— INSTRUCTIONS TO FOLLOW —
Please return every line of the records that contains the word "dense".

— DATA —
//! Candidate generation and the dense per-sample registries.
//!
//! A [`CandidateSet`] owns everything a single sample's resolution run needs:
//! the (fragment, observation) pairs that fall inside a target's tolerance
//! window, plus three registries that enumerate fragments, observations and
//! analytes with dense integer keys in order of first appearance.

use std::collections::HashMap;

use ordered_float::OrderedFloat;

use crate::data::observation::Observation;
use crate::data::target::TargetFragment;

pub type FragmentKey = usize;
pub type ObservationKey = usize;
pub type AnalyteKey = usize;

/// Processing state of a candidate pair.
#[derive(Clone, Copy, Debug, PartialEq, Eq)]
pub enum CandidateFlag {
    Unprocessed,
    /// Withdrawn from first-shot consideration (claimed by the similarity seed).
    Rejected,
    /// Claimed once by the first shot; never re-admitted by it.
    FirstShot,
}

#[derive(Clone, Debug, PartialEq)]
pub struct Candidate {
    pub fragment: FragmentKey,
    pub observation: ObservationKey,
    /// Shape distance; smaller is a better match.
    pub score: f64,
    pub flag: CandidateFlag,
}

#[derive(Clone, Debug, PartialEq)]
pub struct FragmentEntry {
    pub id: u32,
    pub subid: u32,
    pub expected_mz: f64,
    pub expected_rt: f64,
    pub analyte: AnalyteKey,
}

#[derive(Clone, Copy, Debug, PartialEq)]
pub struct ObservationEntry {
    pub mz: f64,
    pub rt: f64,
    pub signal: f64,
}

#[derive(Clone, Debug, PartialEq)]
pub struct AnalyteEntry {
    pub id: u32,
    /// Fragment keys of this analyte, ascending.
    pub fragments: Vec<FragmentKey>,
}

#[derive(Clone, Debug, Default)]
pub struct CandidateSet {
    pub candidates: Vec<Candidate>,
    pub fragments: Vec<FragmentEntry>,
    pub observations: Vec<ObservationEntry>,
    pub analytes: Vec<AnalyteEntry>,
    by_fragment: Vec<Vec<usize>>,
    by_pair: HashMap<(FragmentKey, ObservationKey), usize>,
}

impl CandidateSet {
    /// Pair every target fragment with every observation inside its window.
    ///
    /// Observations without positive signal are ignored. Candidates are
    /// ordered by (observed rt, expected rt, analyte id, sub-id) and the
    /// registries are enumerated in that order. An empty set means the
    /// sample has no candidates at all.
    pub fn generate(targets: &[TargetFragment], observations: &[Observation]) -> Self {
        // observation indices with signal and finite coordinates, sorted by
        // rt for window lookup; a NaN rt would break the partition below
        let mut by_rt: Vec<usize> = (0..observations.len())
            .filter(|&i| {
                let o = &observations[i];
                o.has_signal() && o.rt.is_finite() && o.mz.is_finite()
            })
            .collect();
        by_rt.sort_by(|&a, &b| observations[a].rt.total_cmp(&observations[b].rt));

        let mut raw: Vec<(usize, usize)> = Vec::new();
        for (ti, target) in targets.iter().enumerate() {
            let (rt_lo, rt_hi) = target.rt_window;
            let start = by_rt.partition_point(|&i| observations[i].rt < rt_lo);
            for &oi in &by_rt[start..] {
                let o = &observations[oi];
                if o.rt > rt_hi {
                    break;
                }
                if target.contains(o.mz, o.rt) {
                    raw.push((ti, oi));
                }
            }
        }

        if raw.is_empty() {
            return CandidateSet::default();
        }

        raw.sort_by(|&(ta, oa), &(tb, ob)| {
            let (ta, tb) = (&targets[ta], &targets[tb]);
            observations[oa]
                .rt
                .total_cmp(&observations[ob].rt)
                .then_with(|| ta.expected_rt.total_cmp(&tb.expected_rt))
                .then_with(|| ta.id.cmp(&tb.id))
                .then_with(|| ta.subid.cmp(&tb.subid))
        });

        let mut set = CandidateSet::default();
        let mut fragment_keys: HashMap<(u32, u32), FragmentKey> = HashMap::new();
        let mut observation_keys: HashMap<(OrderedFloat<f64>, OrderedFloat<f64>), ObservationKey> =
            HashMap::new();
        let mut analyte_keys: HashMap<u32, AnalyteKey> = HashMap::new();

        for (ti, oi) in raw {
            let target = &targets[ti];
            let obs = &observations[oi];

            let fragment = *fragment_keys.entry((target.id, target.subid)).or_insert_with(|| {
                let analyte = *analyte_keys.entry(target.id).or_insert_with(|| {
                    set.analytes.push(AnalyteEntry { id: target.id, fragments: Vec::new() });
                    set.analytes.len() - 1
                });
                let key = set.fragments.len();
                set.analytes[analyte].fragments.push(key);
                set.fragments.push(FragmentEntry {
                    id: target.id,
                    subid: target.subid,
                    expected_mz: target.expected_mz,
                    expected_rt: target.expected_rt,
                    analyte,
                });
                set.by_fragment.push(Vec::new());
                key
            });

            let observation = *observation_keys
                .entry((OrderedFloat(obs.mz), OrderedFloat(obs.rt)))
                .or_insert_with(|| {
                    set.observations.push(ObservationEntry { mz: obs.mz, rt: obs.rt, signal: obs.signal });
                    set.observations.len() - 1
                });

            if set.by_pair.contains_key(&(fragment, observation)) {
                continue;
            }
            let idx = set.candidates.len();
            set.candidates.push(Candidate {
                fragment,
                observation,
                score: 0.0,
                flag: CandidateFlag::Unprocessed,
            });
            set.by_fragment[fragment].push(idx);
            set.by_pair.insert((fragment, observation), idx);
        }

        set
    }

    #[inline]
    pub fn is_empty(&self) -> bool {
        self.candidates.is_empty()
    }

    #[inline]
    pub fn len(&self) -> usize {
        self.candidates.len()
    }

    /// Candidate indices of a fragment in ascending candidate order.
    #[inline]
    pub fn candidates_of(&self, fragment: FragmentKey) -> &[usize] {
        &self.by_fragment[fragment]
    }

    #[inline]
    pub fn pair_index(&self, fragment: FragmentKey, observation: ObservationKey) -> Option<usize> {
        self.by_pair.get(&(fragment, observation)).copied()
    }

    #[inline]
    pub fn score_of(&self, fragment: FragmentKey, observation: ObservationKey) -> Option<f64> {
        self.pair_index(fragment, observation).map(|i| self.candidates[i].score)
    }

    #[inline]
    pub fn observation_rt(&self, observation: ObservationKey) -> f64 {
        self.observations[observation].rt
    }

    #[inline]
    pub fn analyte_of(&self, fragment: FragmentKey) -> AnalyteKey {
        self.fragments[fragment].analyte
    }

    /// Observation keys linked to any fragment of an analyte, ascending.
    pub fn observations_of_analyte(&self, analyte: AnalyteKey) -> Vec<ObservationKey> {
        let mut keys: Vec<ObservationKey> = self.analytes[analyte]
            .fragments
            .iter()
            .flat_map(|&f| self.by_fragment[f].iter().map(|&c| self.candidates[c].observation))
            .collect();
        keys.sort_unstable();
        keys.dedup();
        keys
    }
}

#[cfg(test)]
mod tests {
    use super::*;

    fn target(id: u32, subid: u32, mz: f64, rt: f64) -> TargetFragment {
        TargetFragment::new(id, subid, mz, rt, (mz - 0.01, mz + 0.01), (rt - 0.3, rt + 0.3))
    }

    #[test]
    fn test_generate_pairs_inside_window() {
        let targets = vec![target(1, 0, 100.0, 5.0), target(1, 1, 120.0, 5.0)];
        let obs = vec![
            Observation::new(100.005, 5.1, 10.0),
            Observation::new(100.0, 7.0, 10.0),
            Observation::new(120.0, 4.9, 10.0),
            Observation::new(150.0, 5.0, 10.0),
        ];
        let set = CandidateSet::generate(&targets, &obs);
        assert_eq!(set.len(), 2);
        assert_eq!(set.fragments.len(), 2);
        assert_eq!(set.observations.len(), 2);
        assert_eq!(set.analytes.len(), 1);
    }

    #[test]
    fn test_keys_follow_rt_order() {
        let targets = vec![target(2, 0, 200.0, 6.0), target(1, 0, 100.0, 5.0)];
        let obs = vec![Observation::new(200.0, 6.1, 1.0), Observation::new(100.0, 5.1, 1.0)];
        let set = CandidateSet::generate(&targets, &obs);
        // earliest observed rt is enumerated first
        assert_eq!(set.fragments[0].id, 1);
        assert_eq!(set.fragments[1].id, 2);
        assert!((set.observations[0].rt - 5.1).abs() < 1e-12);
        assert_eq!(set.analytes[0].id, 1);
    }

    #[test]
    fn test_non_positive_signal_is_ignored() {
        let targets = vec![target(1, 0, 100.0, 5.0)];
        let obs = vec![Observation::new(100.0, 5.0, 0.0), Observation::new(100.0, 5.1, -3.0)];
        let set = CandidateSet::generate(&targets, &obs);
        assert!(set.is_empty());
    }

    #[test]
    fn test_nan_coordinates_are_skipped() {
        let targets = vec![target(1, 0, 100.0, 5.0), target(1, 1, 120.0, 5.0)];
        let obs = vec![
            Observation::new(100.0, -f64::NAN, 10.0),
            Observation::new(120.0, f64::NAN, 10.0),
            Observation::new(f64::NAN, 5.0, 10.0),
            Observation::new(100.0, 4.9, 10.0),
            Observation::new(120.0, 5.1, 10.0),
        ];
        let set = CandidateSet::generate(&targets, &obs);
        assert_eq!(set.len(), 2);
        assert_eq!(set.fragments.len(), 2);
        assert!(set.observations.iter().all(|o| o.rt.is_finite() && o.mz.is_finite()));
    }

    #[test]
    fn test_duplicate_points_collapse() {
        let targets = vec![target(1, 0, 100.0, 5.0)];
        let obs = vec![Observation::new(100.0, 5.0, 4.0), Observation::new(100.0, 5.0, 9.0)];
        let set = CandidateSet::generate(&targets, &obs);
        assert_eq!(set.len(), 1);
        assert_eq!(set.observations.len(), 1);
        assert!(set.observations[0].signal == 4.0);
    }

    #[test]
    fn test_observations_of_analyte() {
        let targets = vec![target(1, 0, 100.0, 5.0), target(1, 1, 120.0, 5.0), target(2, 0, 300.0, 9.0)];
        let obs = vec![
            Observation::new(100.0, 5.0, 1.0),
            Observation::new(120.0, 5.1, 1.0),
            Observation::new(300.0, 9.0, 1.0),
        ];
        let set = CandidateSet::generate(&targets, &obs);
        let a = set.analyte_of(0);
        assert_eq!(set.observations_of_analyte(a), vec![0, 1]);
        assert!(set.score_of(0, 0).is_some());
        assert!(set.score_of(0, 2).is_none());
    }
}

— SOLVED PROBLEM —
//! Candidate generation and the dense per-sample registries.
//! analytes with dense integer keys in order of first appearance.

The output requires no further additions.